My Changing Body—Week 34

You’re not hallucinating when you notice that your baby bump has moved downward. It is natural given that your baby is beginning to descend towards the pelvis. Lucky for you, this frees up some room for your lungs. The downside is that this pushes your bladder down; this means more frequent trips to the bathroom.

Red bumps or welts might also develop on your belly, thighs, or buttocks. They’ll be irritating and itchy. If some are growing on you, you may have a condition known as pruritic urticarial papules and plaques of pregnancy (PUPPP). While harmless, this condition can prove to be very uncomfortable. A trip to the doctor might help in finding a remedy for this.

All the while, pregnancy hormones are wreaking havoc on your digestive tract and your ligaments. But did you know they can also affect your eyesight? You might find your vision growing a bit blurry as you enter the later stages of your pregnancy. A decrease in tear production could also leave your eyes dry and prone to irritation.

Rest assured that these bothersome side effects are temporary. They should disappear after your delivery. If they remain, however, you should schedule a meeting with your doctor and have yourself checked.


Common Symptoms

During this week, expect some of the following symptoms:

  • Braxton Hicks Contractions - You should be used to these by now. They’re likely to cause a few false alarms of labour. However, be wary. Contractions that last for more than an hour coupled with vaginal bleeding and/or lower back pain are signs or premature labour. If you encounter any of these, call your OB immediately.
  • Blurry Vision - As stated above, if your eyesight seems a bit “off,” that’s normal. It is most likely a side effect of all the pregnancy hormones. However, if this is accompanied by swelling, headaches, and/or rapid weight gain, it could be a sign of preeclampsia. Consult your doctor if you feel any of these.
  • Increased Vaginal Discharge - Yet another thing to blame on your pregnancy hormones (particularly estrogen)! They increase the blood flow in your pelvic area and stimulate the mucous membranes which lead to more vaginal discharge and an icky feeling in your pants.
  • Fatigue and Backaches - Carrying a developing baby around is exhausting. In addition to this, your baby bump shifts your centre of gravity and puts more pressure on your lower back, which leads to backaches that go along with the rest of your tired, aching body.

How Is My Life Changing

Is it sinking in yet—the fact that you’re going to be a mother soon? At this point, you should start internalizing your motherhood. In a couple of weeks, it’s going to become a reality.
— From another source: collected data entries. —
//! Cross-field repair pass.
//!
//! [`repair`] returns a corrected copy of a profile whose cross-field
//! invariants hold. Warning-level oddities (unusual resolutions, scaling)
//! are left alone; they are reported as suggestions by the validator.

use tracing::debug;

use crate::profile::catalog;
use crate::profile::{BrowserType, FingerprintProfile, OsType, OverrideMode, WebGlMode};

/// Returns a repaired copy of `profile`; the input is not modified.
///
/// For any profile whose intrinsic fields are valid, the result validates
/// with zero errors.
pub fn repair(profile: &FingerprintProfile) -> FingerprintProfile {
    let mut p = profile.clone();
    let mut actions: Vec<&'static str> = Vec::new();
    let os = p.os.r#type;

    if p.browser.r#type == BrowserType::Safari && os != OsType::Macos {
        p.browser.r#type = BrowserType::Chrome;
        p.browser.version = catalog::default_browser_version(BrowserType::Chrome).to_string();
        actions.push("replaced Safari on a non-macOS system with Chrome");
    }
    let browser = p.browser.r#type;

    let expected_major = catalog::major_version(&p.browser.version);
    if expected_major > 0 && p.browser.major_version != expected_major {
        p.browser.major_version = expected_major;
        actions.push("synchronized browser major version");
    }

    // 1. Platform
    let platform = catalog::traits(os).platform;
    if p.os.platform != platform {
        p.os.platform = platform.to_string();
        actions.push("forced OS-canonical platform");
    }

    // 2. User-Agent
    let ua_ok = catalog::ua_matches_os(os, &p.user_agent)
        && catalog::browser_from_ua(&p.user_agent) == Some(browser);
    if !ua_ok && !p.browser.version.is_empty() {
        p.user_agent = catalog::build_user_agent(os, browser, &p.browser.version);
        actions.push("regenerated User-Agent");
    }

    // 3. Navigator
    let vendor = catalog::navigator_vendor(browser);
    if p.navigator.vendor != vendor {
        p.navigator.vendor = vendor.to_string();
        actions.push("fixed navigator.vendor");
    }
    if p.navigator.webdriver != Some(false) {
        p.navigator.webdriver = Some(false);
        actions.push("hid navigator.webdriver");
    }
    p.navigator.product_sub = catalog::product_sub(browser).to_string();
    p.navigator.app_version = catalog::app_version(browser, &p.user_agent);

    // 4. WebGL
    if matches!(p.webgl.mode, WebGlMode::Custom | WebGlMode::Noise) {
        let foreign = [&p.webgl.unmasked_vendor, &p.webgl.unmasked_renderer]
            .iter()
            .any(|text| catalog::foreign_gpu_marker(os, text).is_some());
        let unknown_vendor = !p.webgl.unmasked_vendor.is_empty()
            && !catalog::gpu_vendor_known(os, &p.webgl.unmasked_vendor);
        if foreign || unknown_vendor {
            let (gpu_vendor, gpu_renderer) = catalog::fallback_gpu(os);
            p.webgl.unmasked_vendor = gpu_vendor.to_string();
            p.webgl.unmasked_renderer = gpu_renderer.to_string();
            actions.push("replaced GPU exclusive to another OS");
        }
        if catalog::foreign_gpu_marker(os, &p.webgl.renderer).is_some() {
            let (masked_vendor, masked_renderer) = catalog::masked_webgl(browser);
            p.webgl.vendor = masked_vendor.to_string();
            p.webgl.renderer = masked_renderer.to_string();
            actions.push("reset masked WebGL renderer");
        }
    }

    // 5. Fonts
    if p.fonts.mode == OverrideMode::Custom {
        let typical = catalog::traits(os).typical_fonts;
        if !p.fonts.list.iter().any(|f| typical.contains(&f.as_str())) {
            p.fonts.list = catalog::default_fonts(os);
            actions.push("replaced font list with OS-typical fonts");
        }
    }

    // 6. Screen
    let screen = &mut p.hardware.screen;
    if screen.avail_width > screen.width {
        screen.avail_width = screen.width;
        actions.push("clamped availWidth");
    }
    if screen.avail_height > screen.height {
        screen.avail_height = screen.height;
        actions.push("clamped availHeight");
    }
    if screen.pixel_depth != screen.color_depth {
        screen.pixel_depth = screen.color_depth;
        actions.push("aligned pixelDepth with colorDepth");
    }

    if !actions.is_empty() {
        debug!(profile = %p.id, ?actions, "Repaired fingerprint profile");
    }
    p
}

#[cfg(test)]
mod tests {
    use super::*;
    use crate::profile::ConsistencyValidator;

    #[test]
    fn test_clean_profile_unchanged() {
        let profile = FingerprintProfile::default();
        assert_eq!(repair(&profile), profile);
    }

    #[test]
    fn test_input_not_mutated() {
        let mut profile = FingerprintProfile::default();
        profile.os.platform = "MacIntel".to_string();
        let repaired = repair(&profile);
        assert_eq!(profile.os.platform, "MacIntel");
        assert_eq!(repaired.os.platform, "Win32");
    }

    #[test]
    fn test_repairs_every_cross_field_error() {
        let mut profile = FingerprintProfile::default();
        profile.os.r#type = OsType::Linux;
        profile.browser.r#type = BrowserType::Safari;
        profile.navigator.vendor = "Apple Computer, Inc.".to_string();
        profile.navigator.webdriver = Some(true);
        profile.webgl.unmasked_renderer = "Apple M2".to_string();
        profile.hardware.screen.avail_height = 5000;
        profile.hardware.screen.pixel_depth = 32;

        let validator = ConsistencyValidator::new();
        assert!(!validator.validate(&profile).valid);

        let repaired = repair(&profile);
        let report = validator.validate(&repaired);
        assert!(report.valid, "{:?}", report.messages());
        assert_eq!(repaired.browser.r#type, BrowserType::Chrome);
        assert_eq!(repaired.os.platform, "Linux x86_64");
        assert!(repaired.user_agent.contains("Linux"));
        assert_eq!(repaired.navigator.webdriver, Some(false));
        assert!(repaired.fonts.list.iter().any(|f| f == "DejaVu Sans"));
    }

    #[test]
    fn test_resolution_warnings_left_alone() {
        let mut profile = FingerprintProfile::default();
        profile.hardware.screen.width = 3000;
        profile.hardware.screen.avail_width = 3000;
        profile.hardware.screen.height = 1000;
        profile.hardware.screen.avail_height = 960;
        let repaired = repair(&profile);
        assert_eq!(repaired.hardware.screen.width, 3000);
        let report = ConsistencyValidator::new().validate(&repaired);
        assert!(report.valid);
        assert!(report.warning_for("hardware.screen").is_some());
    }
}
If you’re scared of the possibility of preterm labour, worry not. Babies that are born between 34 and 37 weeks with no recorded health problems do well usually. They may require some extra care in the nursery after birth, and there’s a possibility of them developing some short-term health problems. But they generally do well in the long run.

Week 34 Mommy Checklist

For this week, try to accomplish these tasks:

  • Schedule your prenatal visit for the 36th week.
  • Read up on cesarean sections and find out if you need or want to have one.
  • Try a perineal massage.

Tips For The Partners

Here are some things you, the partner, can do for the soon-to-be mom:

  • Help her out as much as you can. The late stages of pregnancy are sure to be difficult for her and her body.
  • Talk to her about the method of birth she would prefer.
  • Watch out for unusual symptoms that do not usually occur during pregnancy. These may be signs of other diseases or disorders.

A Sneak Peek to Your Week 35

Here’s what you can expect next week:

  • Most of your baby’s physical development will be complete.
  • Starting next week, your baby will begin putting on more weight faster.
  • Your baby will be snug in your womb, not doing flips and somersaults anymore.